Para concluir, devo assinalar a lacuna existente ao nível de cursos de mestrado na área da prótese dentária, não só a nível nacional mas também a nível internacional. Os cursos de licenciatura existem em Portugal há mais de uma década e existe também um programa de doutoramento nesta área específica, não sendo compreensível que não exista esta oferta intermédia. Como é sabido, o contacto dos estudantes com novas áreas de conhecimento fomenta a curiosidade e estimula a criatividade, requisitos essenciais para desenvolver investigação científica. E alguns já o têm feito noutras áreas do saber por não terem essa oportunidade na sua área de licenciatura.
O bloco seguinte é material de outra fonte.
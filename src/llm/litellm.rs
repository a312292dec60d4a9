//! OpenAI-compatible chat-completions client.
//!
//! Used for both the agent policy and the answer grader. Any endpoint that
//! speaks `/chat/completions` works: a LiteLLM proxy, OpenRouter, vLLM.

use std::env;
use std::fmt;
use std::time::Duration;

use async_trait::async_trait;
use reqwest::{Client, StatusCode};
use serde::{Deserialize, Serialize};
use serde_json::Value;
use tracing::debug;

use crate::error::LlmError;

#[derive(Debug, Clone, Copy, PartialEq, Eq, Serialize, Deserialize)]
#[serde(rename_all = "lowercase")]
pub enum Role {
    System,
    User,
    Assistant,
}

impl Role {
    pub fn as_str(&self) -> &'static str {
        match self {
            Role::System => "system",
            Role::User => "user",
            Role::Assistant => "assistant",
        }
    }
}

impl fmt::Display for Role {
    fn fmt(&self, f: &mut fmt::Formatter<'_>) -> fmt::Result {
        f.write_str(self.as_str())
    }
}

/// One chat message.
#[derive(Debug, Clone, PartialEq, Serialize, Deserialize)]
pub struct Message {
    pub role: Role,
    pub content: String,
}

impl Message {
    pub fn new(role: Role, content: impl Into<String>) -> Self {
        Self {
            role,
            content: content.into(),
        }
    }

    pub fn system(content: impl Into<String>) -> Self {
        Self::new(Role::System, content)
    }

    pub fn user(content: impl Into<String>) -> Self {
        Self::new(Role::User, content)
    }

    pub fn assistant(content: impl Into<String>) -> Self {
        Self::new(Role::Assistant, content)
    }
}

/// A chat-completions call. An empty `model` means the client's default.
#[derive(Debug, Clone, Serialize)]
pub struct GenerationRequest {
    pub model: String,
    pub messages: Vec<Message>,
    #[serde(skip_serializing_if = "Option::is_none")]
    pub temperature: Option<f64>,
    #[serde(skip_serializing_if = "Option::is_none")]
    pub max_tokens: Option<u32>,
    #[serde(skip_serializing_if = "Vec::is_empty")]
    pub stop: Vec<String>,
}

impl GenerationRequest {
    pub fn new(model: impl Into<String>, messages: Vec<Message>) -> Self {
        Self {
            model: model.into(),
            messages,
            temperature: None,
            max_tokens: None,
            stop: Vec::new(),
        }
    }

    pub fn with_temperature(mut self, temperature: f64) -> Self {
        self.temperature = Some(temperature);
        self
    }

    pub fn with_max_tokens(mut self, max_tokens: u32) -> Self {
        self.max_tokens = Some(max_tokens);
        self
    }

    pub fn with_stop(mut self, stop: impl IntoIterator<Item = impl Into<String>>) -> Self {
        self.stop = stop.into_iter().map(Into::into).collect();
        self
    }
}

/// Token accounting reported by the endpoint (zero when it reports none).
#[derive(Debug, Clone, Copy, Default, PartialEq, Eq, Deserialize)]
pub struct Usage {
    #[serde(default)]
    pub prompt_tokens: u32,
    #[serde(default)]
    pub completion_tokens: u32,
}

impl Usage {
    pub fn total(&self) -> u32 {
        self.prompt_tokens + self.completion_tokens
    }
}

/// The first choice of a completion.
#[derive(Debug, Clone, PartialEq)]
pub struct GenerationResponse {
    pub model: String,
    /// `None` when the endpoint returned null content.
    pub text: Option<String>,
    pub finish_reason: Option<String>,
    pub usage: Usage,
}

impl GenerationResponse {
    /// Builds a completed response, for scripted providers.
    pub fn from_text(model: impl Into<String>, text: impl Into<String>) -> Self {
        Self {
            model: model.into(),
            text: Some(text.into()),
            finish_reason: Some("stop".to_string()),
            usage: Usage::default(),
        }
    }

    /// The generated text, unless it is missing or blank.
    pub fn content(&self) -> Option<&str> {
        self.text.as_deref().filter(|t| !t.trim().is_empty())
    }

    /// Generation hit the token limit.
    pub fn is_truncated(&self) -> bool {
        self.finish_reason.as_deref() == Some("length")
    }
}

#[async_trait]
pub trait LlmProvider: Send + Sync {
    async fn generate(&self, request: GenerationRequest) -> Result<GenerationResponse, LlmError>;
}

/// Client for OpenAI-compatible APIs.
pub struct LiteLlmClient {
    api_base: String,
    api_key: Option<String>,
    default_model: String,
    http: Client,
}

impl std::fmt::Debug for LiteLlmClient {
    fn fmt(&self, f: &mut std::fmt::Formatter<'_>) -> std::fmt::Result {
        f.debug_struct("LiteLlmClient")
            .field("api_base", &self.api_base)
            .field("api_key", &self.api_key.as_ref().map(|_| "<redacted>"))
            .field("default_model", &self.default_model)
            .finish_non_exhaustive()
    }
}

impl LiteLlmClient {
    /// `api_base` is the URL prefix that `/chat/completions` is appended to,
    /// for example `http://localhost:4000/v1`.
    pub fn new(
        api_base: impl Into<String>,
        api_key: Option<String>,
        default_model: impl Into<String>,
        timeout: Duration,
    ) -> Result<Self, LlmError> {
        let http = Client::builder()
            .timeout(timeout)
            .build()
            .map_err(|e| LlmError::RequestFailed(format!("building HTTP client: {}", e)))?;
        Ok(Self {
            api_base: api_base.into().trim_end_matches('/').to_string(),
            api_key,
            default_model: default_model.into(),
            http,
        })
    }

    /// # Errors
    ///
    /// Returns `LlmError::MissingApiKey` if `key_env` is not set.
    pub fn from_key_env(
        api_base: impl Into<String>,
        key_env: &str,
        default_model: impl Into<String>,
        timeout: Duration,
    ) -> Result<Self, LlmError> {
        let api_key = env::var(key_env).map_err(|_| LlmError::MissingApiKey(key_env.to_string()))?;
        Self::new(api_base, Some(api_key), default_model, timeout)
    }

    pub fn api_base(&self) -> &str {
        &self.api_base
    }

    pub fn default_model(&self) -> &str {
        &self.default_model
    }

    pub fn has_api_key(&self) -> bool {
        self.api_key.is_some()
    }
}

#[derive(Deserialize)]
struct CompletionBody {
    #[serde(default)]
    model: String,
    #[serde(default)]
    choices: Vec<CompletionChoice>,
    #[serde(default)]
    usage: Option<Usage>,
}

#[derive(Deserialize)]
struct CompletionChoice {
    message: ChoiceMessage,
    #[serde(default)]
    finish_reason: Option<String>,
}

#[derive(Deserialize)]
struct ChoiceMessage {
    /// Null for some reasoning models that only return tool calls.
    #[serde(default)]
    content: Option<String>,
}

impl CompletionBody {
    fn into_response(self) -> Result<GenerationResponse, LlmError> {
        let choice = self.choices.into_iter().next().ok_or(LlmError::EmptyResponse)?;
        Ok(GenerationResponse {
            model: self.model,
            text: choice.message.content,
            finish_reason: choice.finish_reason,
            usage: self.usage.unwrap_or_default(),
        })
    }
}

/// Pulls `error.message` out of an error body, falling back to the raw text.
fn error_message(body: &str) -> String {
    serde_json::from_str::<Value>(body)
        .ok()
        .and_then(|v| v.pointer("/error/message")?.as_str().map(str::to_string))
        .unwrap_or_else(|| body.trim().to_string())
}

#[async_trait]
impl LlmProvider for LiteLlmClient {
    async fn generate(&self, mut request: GenerationRequest) -> Result<GenerationResponse, LlmError> {
        if request.model.is_empty() {
            request.model = self.default_model.clone();
        }

        let mut http_request = self
            .http
            .post(format!("{}/chat/completions", self.api_base))
            .json(&request);
        if let Some(key) = &self.api_key {
            http_request = http_request.bearer_auth(key);
        }

        let response = http_request
            .send()
            .await
            .map_err(|e| LlmError::RequestFailed(e.to_string()))?;
        let status = response.status();
        let body = response
            .text()
            .await
            .map_err(|e| LlmError::RequestFailed(e.to_string()))?;

        if status == StatusCode::TOO_MANY_REQUESTS {
            return Err(LlmError::RateLimited(error_message(&body)));
        }
        if !status.is_success() {
            return Err(LlmError::ApiError {
                code: status.as_u16(),
                message: error_message(&body),
            });
        }

        let parsed: CompletionBody = serde_json::from_str(&body)
            .map_err(|e| LlmError::ParseError(format!("completion body: {}", e)))?;
        let response = parsed.into_response()?;
        debug!(
            model = %response.model,
            prompt_tokens = response.usage.prompt_tokens,
            completion_tokens = response.usage.completion_tokens,
            finish_reason = ?response.finish_reason,
            "Completion received"
        );
        Ok(response)
    }
}

#[cfg(test)]
mod tests {
    use super::*;

    #[test]
    fn test_message_roles_serialize_lowercase() {
        let json = serde_json::to_value(Message::system("s")).unwrap();
        assert_eq!(json["role"], "system");
        assert_eq!(Message::user("u").role, Role::User);
        assert_eq!(Message::assistant("a").role.as_str(), "assistant");
    }

    #[test]
    fn test_request_omits_unset_fields() {
        let request = GenerationRequest::new("m", vec![Message::user("hi")]).with_temperature(0.7);
        let json = serde_json::to_string(&request).unwrap();
        assert!(json.contains("\"temperature\":0.7"));
        assert!(!json.contains("max_tokens"));
        assert!(!json.contains("stop"));

        let json = serde_json::to_string(&request.with_stop(["</answer>"])).unwrap();
        assert!(json.contains("\"stop\":[\"</answer>\"]"));
    }

    #[test]
    fn test_completion_body_takes_first_choice() {
        let body = r#"{"model":"m","choices":[{"index":0,"message":{"role":"assistant","content":"hi"},"finish_reason":"length"},{"message":{"content":"other"}}],"usage":{"prompt_tokens":3,"completion_tokens":2,"total_tokens":5}}"#;
        let response = serde_json::from_str::<CompletionBody>(body)
            .unwrap()
            .into_response()
            .unwrap();
        assert_eq!(response.content(), Some("hi"));
        assert!(response.is_truncated());
        assert_eq!(response.usage.total(), 5);
    }

    #[test]
    fn test_null_or_blank_content_is_none() {
        let body = r#"{"choices":[{"message":{"role":"assistant","content":null}}]}"#;
        let response = serde_json::from_str::<CompletionBody>(body)
            .unwrap()
            .into_response()
            .unwrap();
        assert_eq!(response.content(), None);
        assert_eq!(response.usage, Usage::default());

        assert_eq!(GenerationResponse::from_text("m", "  \n").content(), None);
    }

    #[test]
    fn test_no_choices_is_empty_response() {
        let body: CompletionBody = serde_json::from_str(r#"{"choices":[]}"#).unwrap();
        assert!(matches!(body.into_response(), Err(LlmError::EmptyResponse)));
    }

    #[test]
    fn test_error_message_extraction() {
        assert_eq!(
            error_message(r#"{"error":{"message":"bad key","type":"auth"}}"#),
            "bad key"
        );
        assert_eq!(error_message("upstream down\n"), "upstream down");
    }

    #[test]
    fn test_client_trims_base() {
        let client = LiteLlmClient::new(
            "http://localhost:4000/v1/",
            Some("test-key".to_string()),
            "gpt-4o-mini",
            Duration::from_secs(5),
        )
        .unwrap();
        assert_eq!(client.api_base(), "http://localhost:4000/v1");
        assert_eq!(client.default_model(), "gpt-4o-mini");
        assert!(client.has_api_key());
    }

    #[test]
    fn test_from_key_env_missing() {
        let result = LiteLlmClient::from_key_env(
            "http://localhost:4000",
            "TRACEFORGE_TEST_KEY_THAT_IS_NEVER_SET",
            "gpt-4o-mini",
            Duration::from_secs(5),
        );
        assert!(matches!(result, Err(LlmError::MissingApiKey(_))));
    }

    #[tokio::test]
    async fn test_generate_connection_error() {
        let client =
            LiteLlmClient::new("http://127.0.0.1:9", None, "m", Duration::from_secs(5)).unwrap();
        let err = client
            .generate(GenerationRequest::new("", vec![Message::user("test")]))
            .await
            .unwrap_err();
        assert!(matches!(err, LlmError::RequestFailed(_)));
    }
}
É essencial que a evolução da profissão não fique apenas dependente do contributo dos médicos dentistas e dos engenheiros, mas que dê um salto em frente na criação de conhecimento próprio. O digital é uma ótima oportunidade para alargar horizontes, e uma formação base forte neste domínio do saber será muito aliciante para desenvolver áreas de investigação que elevem o contributo científico dos protésicos para a área dentária. Ficará então fechado o ciclo que tornará a prótese dentária uma ciência autónoma, relevante para a indústria e para as empresas, capaz de gerar cadeias de valor acrescentado em muitas dimensões profissionais.

O caminho é longo, mas faz-se andando! O importante é ter objetivos e ser perseverante.